En marge de la conclusion des négociations avec l’Inde au sujet du Double Taxation Anti-Avoidance Treaty et la controverse autour de la Capital Gains Tax et de la Limitation of Benefits, la carte de visite du secteur des services financiers se décline comme suit: une contribution de 9% au PIB, la création de 13 400 emplois, soit 2,3% de la main-d’oeuvre et 42% du Foreign Direct Investment (54 milliards de dollars américains) vers l’Inde entre 2001 et 2011.
Toutefois, avec les incertitudes autour du traité de non-double imposition, la part des investissements effectués par les Global Business Companies vers l’Inde a été réduite de 50%, passant de 32,2% en 2010 à 15,9% en 2012. Ce détail est cité dans le Mauritius – Systematic Country Programme de la Banque mondiale, qui recommande: “increasing value added to become a regional financial centre”.
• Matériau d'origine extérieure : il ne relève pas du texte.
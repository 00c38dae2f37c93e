//! Answer Composer
//!
//! Picks the scenario template, gathers exactly the fields that scenario
//! needs, asks the model for the wording and, for data answers, appends the
//! key-assumptions block.
//!
//! | Scenario        | Fields beyond question and history          |
//! |-----------------|---------------------------------------------|
//! | DirectData      | insights, transparency notes, follow-ups    |
//! | Conversational  | follow-ups                                  |
//! | DataUnavailable | unavailability details, follow-ups          |
//! | Ambiguous       | ambiguity explanation, follow-ups (options) |

use crate::config::EngineConfig;
use crate::error::OrchestrationError;
use crate::llm::{invoke_structured, FollowUps, LanguageModel, PromptKind, WordedAnswer};
use crate::models::{DataPath, QueryRecord, Scenario, TurnState};
use crate::Result;
use serde_json::{json, Map, Value};
use tracing::{debug, info};

pub struct AnswerComposer<'a> {
    model: &'a dyn LanguageModel,
    config: &'a EngineConfig,
}

impl<'a> AnswerComposer<'a> {
    pub fn new(model: &'a dyn LanguageModel, config: &'a EngineConfig) -> Self {
        Self { model, config }
    }

    pub async fn compose(&self, state: &mut TurnState, schema_context: &str) -> Result<String> {
        if state.scenario == Scenario::Undetermined {
            return Err(OrchestrationError::UndeterminedScenario);
        }

        if !state.scenario.is_ambiguous() {
            state.follow_ups = self.suggest_follow_ups(state, schema_context).await?;
        }

        let fields = required_fields(state);
        debug!(
            scenario = %state.scenario,
            fields = ?fields.keys().collect::<Vec<_>>(),
            "Composing answer"
        );

        let worded: WordedAnswer = invoke_structured(
            self.model,
            PromptKind::AnswerWording,
            json!({
                "scenario": state.scenario,
                "template": template(state.scenario),
                "fields": fields,
            }),
        )
        .await?;

        let mut answer = worded.answer.trim().to_string();
        if matches!(state.scenario, Scenario::DirectData(_)) {
            answer.push_str(&key_assumptions_block(state.transparency_notes.as_slice()));
        }

        info!(scenario = %state.scenario, "Answer composed");
        Ok(answer)
    }

    async fn suggest_follow_ups(&self, state: &TurnState, schema_context: &str) -> Result<Vec<String>> {
        let mut params = json!({
            "question": state.question,
            "history": state.history.formatted(),
            "schema": schema_context,
            "scenario": state.scenario,
            "max_suggestions": self.config.max_follow_ups,
        });
        if matches!(state.scenario, Scenario::DirectData(_)) {
            params["insights"] = insights(&state.queries);
        }

        let suggested: FollowUps =
            invoke_structured(self.model, PromptKind::FollowUps, params).await?;

        Ok(suggested
            .suggestions
            .into_iter()
            .map(|s| s.question.trim().to_string())
            .filter(|q| !q.is_empty())
            .take(self.config.max_follow_ups)
            .collect())
    }
}

fn template(scenario: Scenario) -> &'static str {
    match scenario {
        Scenario::DirectData(DataPath::Direct) => {
            "Answer the question from the query insights and results. Mention any query that could not be run."
        }
        Scenario::DirectData(DataPath::Substituted) => {
            "Answer the question from the query insights and results. Say which business term was used in place of the one asked for."
        }
        Scenario::Conversational => {
            "Continue the conversation: reply to the pleasantry or answer from the conversation history. Offer the follow-ups."
        }
        Scenario::DataUnavailable(_) => {
            "Explain which information is not available using the details, and suggest the follow-ups as analyses the data does support."
        }
        Scenario::Ambiguous(_) => {
            "Acknowledge what makes the question ambiguous, present the options as possible interpretations and ask which one the user wants."
        }
        Scenario::Undetermined => "",
    }
}

/// Exactly the fields of the scenario's row, plus question and history
fn required_fields(state: &TurnState) -> Map<String, Value> {
    let mut fields = Map::new();
    fields.insert("question".into(), json!(state.question));
    fields.insert("history".into(), json!(state.history.formatted()));

    match state.scenario {
        Scenario::DirectData(_) => {
            fields.insert("insights".into(), insights(&state.queries));
            fields.insert(
                "transparency_notes".into(),
                json!(state.transparency_notes.as_slice()),
            );
            fields.insert("follow_ups".into(), json!(state.follow_ups));
        }
        Scenario::Conversational => {
            fields.insert("follow_ups".into(), json!(state.follow_ups));
        }
        Scenario::DataUnavailable(_) => {
            let details = state
                .term_resolution
                .unavailable_note()
                .or_else(|| state.route_note.clone())
                .unwrap_or_default();
            fields.insert("details".into(), json!(details));
            fields.insert("follow_ups".into(), json!(state.follow_ups));
        }
        Scenario::Ambiguous(_) => {
            fields.insert(
                "ambiguity_explanation".into(),
                json!(state.ambiguity_explanation.clone().unwrap_or_default()),
            );
            fields.insert("follow_ups".into(), json!(state.follow_ups));
        }
        Scenario::Undetermined => {}
    }

    fields
}

/// Per-query insight, raw result and status, in intent order
fn insights(queries: &[QueryRecord]) -> Value {
    Value::Array(
        queries
            .iter()
            .map(|q| {
                json!({
                    "intent": q.intent,
                    "status": q.status,
                    "insight": q.insight,
                    "result": q.result.as_ref().map(|r| r.render()),
                    "error": q.last_error,
                })
            })
            .collect(),
    )
}

/// Bulleted transparency notes; empty when there are none
pub fn key_assumptions_block(notes: &[String]) -> String {
    if notes.is_empty() {
        return String::new();
    }

    let bullets: Vec<String> = notes.iter().map(|n| format!("• {}", n)).collect();
    format!("\n\n**Key Assumptions:**\n{}", bullets.join("\n"))
}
Alors que le débat sur les changements apportés au traité de non-double imposition gagne en intensité dans les milieux politiques avec l’opposition et des opérateurs dans le secteur offshore affirmant que le gouvernement a cédé devant les exigences de l’Inde, une épée de Damoclès pèsent sur au moins six sociétés offshore incorporées à Maurice, citées dans deux scandales de Money Laundering d’un montant de Rs 2,8 milliards en Inde. La “LalitGate” avec en toile de fond des droits de retransmission des matches de cricket en Inde (Indian Premier League) et la “Choppergate” avec le gouvernement indien résiliant un contrat de fourniture d’hélicoptères militaires d’Italie, avec d’importants mouvements de pots-de-vin et de Black Money à travers l’off-shore de Maurice, défraient la chronique dans la Grande Péninsule depuis ces derniers mois.
Avec les nouvelles obligations contractuelles au nom de la transparence, les autorités mauriciennes sont tenues à coopérer avec l’Inde au sujet des échanges d’informations sur les dessous de ces transactions illicites portant sur des milliards de roupies. De ce fait, la Financial Services Commission n’aura d’autres choix que de révéler les informations sur les Management Companies enregistrées à Maurice et impliquées dans la “LalitGate”, avec des transferts illicites de fonds à Maurice entre 2008 et 2010 soit
l World Sport Group Mauritius avec pour Management Company la First Island Trust Company Ltd, opérant à St James Court et incorporée le 4 juin 2007. L’actionnariat de cette société comprend une seule action d’un dollar US,
l Wilton Investments Ltd avec pour Management Company la  Mauritius International Trust Co. Ltd (MITCO) avec pour adresse 4th Floor, Ebène Skies, rue de L’Institut Ebène, incorporée le 21 février 2007 avec pour actionnaire Glorian United SA, British Virgin Islands, détenant 100 actions « at par USD 1 »
l EM Sporting Holdings Ltd avec pour Management Company la Mauritius International Trust Co. Ltd (MITCO) comme adresse 4 th Floor, Ebène Skies, rue de L’Institut Ebène, incorporée le 5 mai 2008 avec 12 millions de dollars représentant Loan from Shareholder en tant que Sources of Fund et
l The Sea Island Investment Limited avec pour Management Company DTIS Ltd, au 10e étage de Raffles Tower, Ebène, avec pour Holding Company Mehta International Ltd, une compagnie enregistrée aux Bermudes et pour bénéficiaire AT 162 Trust au Guernsey.
En sus de ces sociétés, un autre important groupe dans le secteur des services financiers est dans le collimateur des autorités indiennes et mauriciennes pour avoir servi de conduit à du Black Money lors de l’exécution du contrat pour fournir des hélicoptères en Inde. Au cours de ces dernières années, les trois partenaires de cette société se sont partagé des dividendes de Rs 2,7 milliards, imposables à 3% en tant que Global Business Company au lieu des 15% sous l’Income Tax.
A ce stade, il est prématuré de s’aventurer pour dire si le nouveau traité indo-mauricien éliminerait l’opacité de ces milliards, qui font tourner la tête.